WHAT IS BEING ASKED
Where does the word "StatusResponse" occur in the data below? Copy each line that holds it.

*** Opening PROVIDED MATERIAL ***

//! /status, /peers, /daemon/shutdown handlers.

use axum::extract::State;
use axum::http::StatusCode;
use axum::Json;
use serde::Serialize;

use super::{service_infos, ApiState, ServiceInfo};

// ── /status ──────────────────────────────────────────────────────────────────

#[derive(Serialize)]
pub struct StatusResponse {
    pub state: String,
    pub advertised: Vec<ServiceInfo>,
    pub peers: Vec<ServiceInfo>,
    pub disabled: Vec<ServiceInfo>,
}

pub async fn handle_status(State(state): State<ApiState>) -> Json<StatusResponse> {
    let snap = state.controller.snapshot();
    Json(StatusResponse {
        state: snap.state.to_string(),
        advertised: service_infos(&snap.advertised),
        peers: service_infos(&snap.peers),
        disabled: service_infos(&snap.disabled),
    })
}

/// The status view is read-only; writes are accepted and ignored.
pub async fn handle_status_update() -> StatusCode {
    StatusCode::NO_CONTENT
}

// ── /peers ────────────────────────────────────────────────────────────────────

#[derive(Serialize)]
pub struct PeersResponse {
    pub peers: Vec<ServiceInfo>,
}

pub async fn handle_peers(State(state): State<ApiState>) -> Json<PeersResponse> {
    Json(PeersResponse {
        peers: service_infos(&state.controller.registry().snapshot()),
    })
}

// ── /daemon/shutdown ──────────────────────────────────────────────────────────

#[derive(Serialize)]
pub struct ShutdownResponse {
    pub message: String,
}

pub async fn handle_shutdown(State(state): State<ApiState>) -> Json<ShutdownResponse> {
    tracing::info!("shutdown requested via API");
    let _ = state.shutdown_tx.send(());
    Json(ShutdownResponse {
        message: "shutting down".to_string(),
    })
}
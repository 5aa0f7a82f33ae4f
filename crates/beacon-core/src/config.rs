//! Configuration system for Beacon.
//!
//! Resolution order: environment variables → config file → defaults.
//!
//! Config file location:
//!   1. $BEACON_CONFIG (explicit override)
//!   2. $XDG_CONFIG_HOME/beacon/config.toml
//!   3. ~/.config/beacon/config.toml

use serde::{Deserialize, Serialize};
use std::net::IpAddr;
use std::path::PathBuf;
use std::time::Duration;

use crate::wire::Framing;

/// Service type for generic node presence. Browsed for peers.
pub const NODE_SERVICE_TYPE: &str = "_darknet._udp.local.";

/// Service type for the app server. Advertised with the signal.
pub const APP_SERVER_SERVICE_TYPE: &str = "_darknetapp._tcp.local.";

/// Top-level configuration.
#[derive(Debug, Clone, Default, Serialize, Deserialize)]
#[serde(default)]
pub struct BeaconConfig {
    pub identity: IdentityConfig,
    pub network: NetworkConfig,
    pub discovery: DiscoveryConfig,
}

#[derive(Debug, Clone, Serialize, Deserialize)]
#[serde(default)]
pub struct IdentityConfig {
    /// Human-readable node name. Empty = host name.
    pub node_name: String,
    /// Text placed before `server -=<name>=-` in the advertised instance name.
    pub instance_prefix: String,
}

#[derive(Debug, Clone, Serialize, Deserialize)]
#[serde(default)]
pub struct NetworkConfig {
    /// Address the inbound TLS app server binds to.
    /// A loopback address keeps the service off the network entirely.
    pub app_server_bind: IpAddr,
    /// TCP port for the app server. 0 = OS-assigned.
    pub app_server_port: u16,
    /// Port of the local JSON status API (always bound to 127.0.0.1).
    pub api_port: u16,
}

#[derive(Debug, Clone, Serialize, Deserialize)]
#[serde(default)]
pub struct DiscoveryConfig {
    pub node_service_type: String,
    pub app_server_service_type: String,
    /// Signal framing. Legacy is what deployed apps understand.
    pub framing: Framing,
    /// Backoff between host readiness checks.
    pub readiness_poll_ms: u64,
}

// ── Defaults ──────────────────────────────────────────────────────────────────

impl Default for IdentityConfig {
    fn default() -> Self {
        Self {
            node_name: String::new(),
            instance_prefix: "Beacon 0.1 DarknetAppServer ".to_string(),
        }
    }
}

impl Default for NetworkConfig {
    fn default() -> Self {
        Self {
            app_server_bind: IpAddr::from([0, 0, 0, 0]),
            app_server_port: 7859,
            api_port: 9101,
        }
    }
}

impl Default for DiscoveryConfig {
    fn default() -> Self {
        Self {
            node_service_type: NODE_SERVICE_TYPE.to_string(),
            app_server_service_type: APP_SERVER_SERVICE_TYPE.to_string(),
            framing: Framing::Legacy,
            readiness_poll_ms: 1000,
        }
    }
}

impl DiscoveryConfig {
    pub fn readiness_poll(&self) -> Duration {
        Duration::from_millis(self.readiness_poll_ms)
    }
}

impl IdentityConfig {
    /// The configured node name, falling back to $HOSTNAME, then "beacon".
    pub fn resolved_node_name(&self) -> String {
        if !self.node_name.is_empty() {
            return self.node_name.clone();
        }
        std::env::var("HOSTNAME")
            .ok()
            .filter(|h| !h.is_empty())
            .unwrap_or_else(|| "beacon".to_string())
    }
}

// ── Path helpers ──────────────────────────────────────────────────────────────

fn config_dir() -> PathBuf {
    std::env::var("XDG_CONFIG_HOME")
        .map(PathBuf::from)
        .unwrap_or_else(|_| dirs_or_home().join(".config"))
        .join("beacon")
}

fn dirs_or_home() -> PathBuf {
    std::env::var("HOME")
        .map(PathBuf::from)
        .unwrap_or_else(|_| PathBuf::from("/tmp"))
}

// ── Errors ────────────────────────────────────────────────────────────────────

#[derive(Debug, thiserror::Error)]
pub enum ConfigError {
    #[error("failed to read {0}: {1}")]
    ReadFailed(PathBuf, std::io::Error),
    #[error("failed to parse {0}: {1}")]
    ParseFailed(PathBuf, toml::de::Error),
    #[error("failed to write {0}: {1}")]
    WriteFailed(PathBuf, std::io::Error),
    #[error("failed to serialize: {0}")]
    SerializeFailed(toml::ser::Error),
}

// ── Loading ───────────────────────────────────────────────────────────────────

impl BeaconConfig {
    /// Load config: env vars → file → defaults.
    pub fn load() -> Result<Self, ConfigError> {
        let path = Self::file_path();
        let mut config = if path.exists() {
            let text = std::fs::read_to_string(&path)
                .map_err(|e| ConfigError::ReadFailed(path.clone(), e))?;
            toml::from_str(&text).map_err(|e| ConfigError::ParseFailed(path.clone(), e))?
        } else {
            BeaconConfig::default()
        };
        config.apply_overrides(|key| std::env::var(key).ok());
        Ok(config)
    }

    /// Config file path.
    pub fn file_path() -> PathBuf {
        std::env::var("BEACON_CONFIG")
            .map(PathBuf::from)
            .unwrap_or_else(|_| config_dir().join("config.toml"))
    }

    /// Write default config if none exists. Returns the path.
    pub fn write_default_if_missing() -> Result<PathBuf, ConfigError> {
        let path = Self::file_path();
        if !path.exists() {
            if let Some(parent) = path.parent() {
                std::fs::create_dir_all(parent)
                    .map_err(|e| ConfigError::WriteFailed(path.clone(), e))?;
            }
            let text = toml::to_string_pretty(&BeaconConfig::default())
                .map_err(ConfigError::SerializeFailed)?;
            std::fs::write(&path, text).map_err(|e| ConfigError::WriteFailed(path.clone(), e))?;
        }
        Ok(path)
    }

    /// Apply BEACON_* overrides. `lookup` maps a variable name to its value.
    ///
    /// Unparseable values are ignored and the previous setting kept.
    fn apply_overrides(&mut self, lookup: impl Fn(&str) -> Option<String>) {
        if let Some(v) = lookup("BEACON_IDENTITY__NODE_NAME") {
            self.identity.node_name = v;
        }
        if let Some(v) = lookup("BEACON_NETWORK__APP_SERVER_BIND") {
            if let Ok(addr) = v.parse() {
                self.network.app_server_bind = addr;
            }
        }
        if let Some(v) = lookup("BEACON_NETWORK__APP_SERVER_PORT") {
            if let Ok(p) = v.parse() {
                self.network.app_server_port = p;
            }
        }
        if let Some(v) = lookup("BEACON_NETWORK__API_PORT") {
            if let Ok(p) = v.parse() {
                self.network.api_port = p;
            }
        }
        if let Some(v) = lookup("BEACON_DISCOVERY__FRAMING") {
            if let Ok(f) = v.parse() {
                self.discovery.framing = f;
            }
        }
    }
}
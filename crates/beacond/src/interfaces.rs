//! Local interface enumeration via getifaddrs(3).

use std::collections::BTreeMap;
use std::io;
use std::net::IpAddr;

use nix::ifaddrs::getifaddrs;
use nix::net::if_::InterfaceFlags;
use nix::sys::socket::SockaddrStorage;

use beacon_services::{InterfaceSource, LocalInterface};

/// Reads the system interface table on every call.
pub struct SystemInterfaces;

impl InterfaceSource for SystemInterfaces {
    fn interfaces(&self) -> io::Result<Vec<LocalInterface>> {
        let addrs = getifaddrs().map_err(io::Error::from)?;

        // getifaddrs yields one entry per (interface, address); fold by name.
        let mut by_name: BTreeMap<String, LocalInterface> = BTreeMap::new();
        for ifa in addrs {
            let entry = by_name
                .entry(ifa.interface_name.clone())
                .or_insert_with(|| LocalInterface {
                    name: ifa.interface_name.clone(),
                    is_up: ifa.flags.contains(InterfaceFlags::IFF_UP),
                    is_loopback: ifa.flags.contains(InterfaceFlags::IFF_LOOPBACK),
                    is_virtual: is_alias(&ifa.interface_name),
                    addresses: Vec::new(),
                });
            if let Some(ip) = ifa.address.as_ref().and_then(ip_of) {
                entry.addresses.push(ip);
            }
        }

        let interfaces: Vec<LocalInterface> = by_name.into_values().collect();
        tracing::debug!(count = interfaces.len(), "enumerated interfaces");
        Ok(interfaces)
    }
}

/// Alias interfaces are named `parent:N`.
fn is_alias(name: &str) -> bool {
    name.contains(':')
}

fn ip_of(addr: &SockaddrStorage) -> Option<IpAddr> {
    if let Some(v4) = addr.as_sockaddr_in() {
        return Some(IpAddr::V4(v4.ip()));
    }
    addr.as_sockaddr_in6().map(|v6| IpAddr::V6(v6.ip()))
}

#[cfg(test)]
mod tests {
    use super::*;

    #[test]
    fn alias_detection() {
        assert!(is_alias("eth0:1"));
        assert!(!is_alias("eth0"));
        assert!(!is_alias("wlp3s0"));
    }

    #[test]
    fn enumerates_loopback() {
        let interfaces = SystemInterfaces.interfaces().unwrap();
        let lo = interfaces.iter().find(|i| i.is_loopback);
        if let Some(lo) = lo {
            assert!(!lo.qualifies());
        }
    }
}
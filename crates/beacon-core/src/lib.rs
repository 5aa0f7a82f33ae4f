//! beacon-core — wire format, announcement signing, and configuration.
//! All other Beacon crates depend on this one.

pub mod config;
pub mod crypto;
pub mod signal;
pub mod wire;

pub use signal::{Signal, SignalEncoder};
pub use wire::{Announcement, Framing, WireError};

*** Closing PROVIDED MATERIAL ***
*** Opening PROVIDED MATERIAL ***

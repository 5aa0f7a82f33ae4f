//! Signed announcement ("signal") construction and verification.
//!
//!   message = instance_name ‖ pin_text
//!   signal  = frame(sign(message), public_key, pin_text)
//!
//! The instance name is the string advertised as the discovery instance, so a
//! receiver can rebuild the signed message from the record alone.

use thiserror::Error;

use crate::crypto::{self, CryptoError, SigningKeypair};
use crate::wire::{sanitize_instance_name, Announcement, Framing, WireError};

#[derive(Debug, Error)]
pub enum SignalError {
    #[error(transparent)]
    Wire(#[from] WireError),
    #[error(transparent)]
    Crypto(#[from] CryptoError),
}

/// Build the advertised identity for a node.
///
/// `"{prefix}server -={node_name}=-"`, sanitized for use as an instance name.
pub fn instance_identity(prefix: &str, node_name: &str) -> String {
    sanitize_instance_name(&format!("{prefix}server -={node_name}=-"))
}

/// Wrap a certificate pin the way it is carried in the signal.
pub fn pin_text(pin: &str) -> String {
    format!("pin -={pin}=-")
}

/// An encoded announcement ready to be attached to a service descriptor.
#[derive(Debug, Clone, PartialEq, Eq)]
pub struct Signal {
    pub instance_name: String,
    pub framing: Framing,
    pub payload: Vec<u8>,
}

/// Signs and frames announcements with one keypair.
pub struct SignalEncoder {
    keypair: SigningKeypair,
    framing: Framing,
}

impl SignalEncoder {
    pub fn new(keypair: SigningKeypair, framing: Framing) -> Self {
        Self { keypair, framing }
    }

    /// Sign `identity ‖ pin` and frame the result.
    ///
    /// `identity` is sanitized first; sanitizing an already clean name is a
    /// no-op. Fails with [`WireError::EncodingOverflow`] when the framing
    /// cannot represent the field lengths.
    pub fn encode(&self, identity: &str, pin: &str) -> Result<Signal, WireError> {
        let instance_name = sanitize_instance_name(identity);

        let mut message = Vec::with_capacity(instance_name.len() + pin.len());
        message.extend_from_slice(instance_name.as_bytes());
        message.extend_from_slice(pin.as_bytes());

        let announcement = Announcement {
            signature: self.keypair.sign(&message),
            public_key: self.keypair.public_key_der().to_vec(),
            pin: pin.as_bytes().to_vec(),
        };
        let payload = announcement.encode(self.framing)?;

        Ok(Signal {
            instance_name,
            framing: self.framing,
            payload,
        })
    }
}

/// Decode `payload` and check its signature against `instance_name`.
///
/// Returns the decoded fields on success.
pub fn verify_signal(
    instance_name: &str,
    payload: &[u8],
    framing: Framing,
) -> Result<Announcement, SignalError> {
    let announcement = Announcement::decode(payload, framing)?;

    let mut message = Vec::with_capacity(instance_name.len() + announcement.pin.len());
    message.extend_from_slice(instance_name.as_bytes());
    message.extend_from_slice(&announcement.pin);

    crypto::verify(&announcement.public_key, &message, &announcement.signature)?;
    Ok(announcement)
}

*** Closing PROVIDED MATERIAL ***
*** Opening PROVIDED MATERIAL ***

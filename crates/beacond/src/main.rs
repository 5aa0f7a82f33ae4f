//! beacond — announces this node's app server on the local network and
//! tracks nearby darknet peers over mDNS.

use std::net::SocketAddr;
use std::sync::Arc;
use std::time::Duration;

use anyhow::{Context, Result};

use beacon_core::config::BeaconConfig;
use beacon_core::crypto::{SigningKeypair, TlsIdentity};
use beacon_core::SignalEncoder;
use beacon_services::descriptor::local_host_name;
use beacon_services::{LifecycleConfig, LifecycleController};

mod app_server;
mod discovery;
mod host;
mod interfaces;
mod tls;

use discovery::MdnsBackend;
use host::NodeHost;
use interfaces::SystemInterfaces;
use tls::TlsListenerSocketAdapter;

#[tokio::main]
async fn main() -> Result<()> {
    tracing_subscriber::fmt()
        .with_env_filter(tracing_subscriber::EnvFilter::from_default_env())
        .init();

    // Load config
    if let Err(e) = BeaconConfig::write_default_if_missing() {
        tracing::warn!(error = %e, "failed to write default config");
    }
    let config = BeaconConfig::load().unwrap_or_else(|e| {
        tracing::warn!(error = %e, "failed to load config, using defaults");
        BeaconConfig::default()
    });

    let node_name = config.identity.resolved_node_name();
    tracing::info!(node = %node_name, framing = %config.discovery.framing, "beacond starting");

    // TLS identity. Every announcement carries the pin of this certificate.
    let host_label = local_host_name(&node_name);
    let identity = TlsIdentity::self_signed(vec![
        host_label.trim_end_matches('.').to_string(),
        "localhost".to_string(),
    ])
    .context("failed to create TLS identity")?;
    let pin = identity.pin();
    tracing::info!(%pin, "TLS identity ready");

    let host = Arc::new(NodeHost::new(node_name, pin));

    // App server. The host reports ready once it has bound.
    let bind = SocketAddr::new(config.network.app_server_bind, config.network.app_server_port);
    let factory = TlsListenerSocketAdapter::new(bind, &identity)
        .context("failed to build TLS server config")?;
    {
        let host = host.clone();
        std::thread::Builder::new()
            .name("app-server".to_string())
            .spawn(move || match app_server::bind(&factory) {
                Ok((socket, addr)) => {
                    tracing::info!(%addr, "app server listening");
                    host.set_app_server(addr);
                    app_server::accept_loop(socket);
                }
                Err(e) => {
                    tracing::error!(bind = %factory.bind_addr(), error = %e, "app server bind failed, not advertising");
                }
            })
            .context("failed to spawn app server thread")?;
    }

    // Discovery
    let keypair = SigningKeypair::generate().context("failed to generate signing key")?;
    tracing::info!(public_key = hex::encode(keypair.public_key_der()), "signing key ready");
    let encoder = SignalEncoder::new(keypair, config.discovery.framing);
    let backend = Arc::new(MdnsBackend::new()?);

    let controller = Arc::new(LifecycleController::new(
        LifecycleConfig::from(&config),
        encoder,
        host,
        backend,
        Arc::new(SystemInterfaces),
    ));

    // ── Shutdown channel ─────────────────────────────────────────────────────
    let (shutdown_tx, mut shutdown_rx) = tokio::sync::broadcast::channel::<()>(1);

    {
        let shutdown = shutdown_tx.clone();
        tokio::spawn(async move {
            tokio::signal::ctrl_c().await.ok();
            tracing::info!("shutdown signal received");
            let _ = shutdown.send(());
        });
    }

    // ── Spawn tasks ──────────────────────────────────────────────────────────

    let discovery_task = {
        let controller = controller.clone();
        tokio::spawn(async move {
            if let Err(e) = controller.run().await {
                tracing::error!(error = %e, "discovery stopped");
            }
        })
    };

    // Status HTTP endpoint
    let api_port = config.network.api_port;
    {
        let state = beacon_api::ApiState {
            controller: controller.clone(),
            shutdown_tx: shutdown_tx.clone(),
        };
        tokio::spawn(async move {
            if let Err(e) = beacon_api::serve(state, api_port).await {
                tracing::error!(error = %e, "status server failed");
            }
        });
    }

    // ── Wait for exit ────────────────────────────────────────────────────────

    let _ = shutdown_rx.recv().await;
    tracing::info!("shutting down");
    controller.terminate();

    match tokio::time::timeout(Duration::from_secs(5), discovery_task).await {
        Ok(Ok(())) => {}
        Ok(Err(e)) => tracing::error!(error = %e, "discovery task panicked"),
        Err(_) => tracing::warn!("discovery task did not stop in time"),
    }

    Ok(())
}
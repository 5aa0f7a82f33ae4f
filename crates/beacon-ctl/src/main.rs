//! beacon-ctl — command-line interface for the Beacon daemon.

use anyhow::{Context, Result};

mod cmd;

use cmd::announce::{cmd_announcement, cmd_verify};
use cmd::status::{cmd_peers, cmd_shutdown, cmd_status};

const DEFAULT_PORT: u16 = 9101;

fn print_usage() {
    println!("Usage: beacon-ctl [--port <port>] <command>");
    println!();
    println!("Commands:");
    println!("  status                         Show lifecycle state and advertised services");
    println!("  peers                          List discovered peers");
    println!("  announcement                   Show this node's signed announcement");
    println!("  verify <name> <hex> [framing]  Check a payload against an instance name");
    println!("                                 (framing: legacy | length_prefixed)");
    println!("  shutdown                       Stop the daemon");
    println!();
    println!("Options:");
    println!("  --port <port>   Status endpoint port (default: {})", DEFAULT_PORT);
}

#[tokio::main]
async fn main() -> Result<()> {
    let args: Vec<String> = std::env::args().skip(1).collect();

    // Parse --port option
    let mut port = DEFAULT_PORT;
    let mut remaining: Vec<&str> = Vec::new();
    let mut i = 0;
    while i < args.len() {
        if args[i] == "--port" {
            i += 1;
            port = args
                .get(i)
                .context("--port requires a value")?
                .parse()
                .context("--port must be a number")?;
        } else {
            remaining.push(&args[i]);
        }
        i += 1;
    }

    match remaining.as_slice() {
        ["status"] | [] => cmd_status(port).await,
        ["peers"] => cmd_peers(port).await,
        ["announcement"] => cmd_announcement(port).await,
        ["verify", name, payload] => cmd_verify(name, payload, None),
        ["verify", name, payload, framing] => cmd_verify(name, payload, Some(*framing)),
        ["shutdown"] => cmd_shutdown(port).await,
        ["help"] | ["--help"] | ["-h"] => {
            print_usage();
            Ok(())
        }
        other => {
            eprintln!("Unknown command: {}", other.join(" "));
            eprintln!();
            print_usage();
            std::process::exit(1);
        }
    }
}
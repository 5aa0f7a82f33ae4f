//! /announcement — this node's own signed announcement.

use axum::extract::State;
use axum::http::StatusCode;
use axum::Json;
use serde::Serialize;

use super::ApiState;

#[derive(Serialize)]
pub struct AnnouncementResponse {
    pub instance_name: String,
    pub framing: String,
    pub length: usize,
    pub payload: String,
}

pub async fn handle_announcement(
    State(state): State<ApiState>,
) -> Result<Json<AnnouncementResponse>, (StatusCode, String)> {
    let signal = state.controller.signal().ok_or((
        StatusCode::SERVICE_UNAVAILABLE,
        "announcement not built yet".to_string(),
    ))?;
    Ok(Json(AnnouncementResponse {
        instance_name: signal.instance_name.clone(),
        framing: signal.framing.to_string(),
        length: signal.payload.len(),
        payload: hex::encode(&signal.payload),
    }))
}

*** Closing PROVIDED MATERIAL ***

PROBLEM SOLUTION
pub struct StatusResponse {
pub async fn handle_status(State(state): State<ApiState>) -> Json<StatusResponse> {
    Json(StatusResponse {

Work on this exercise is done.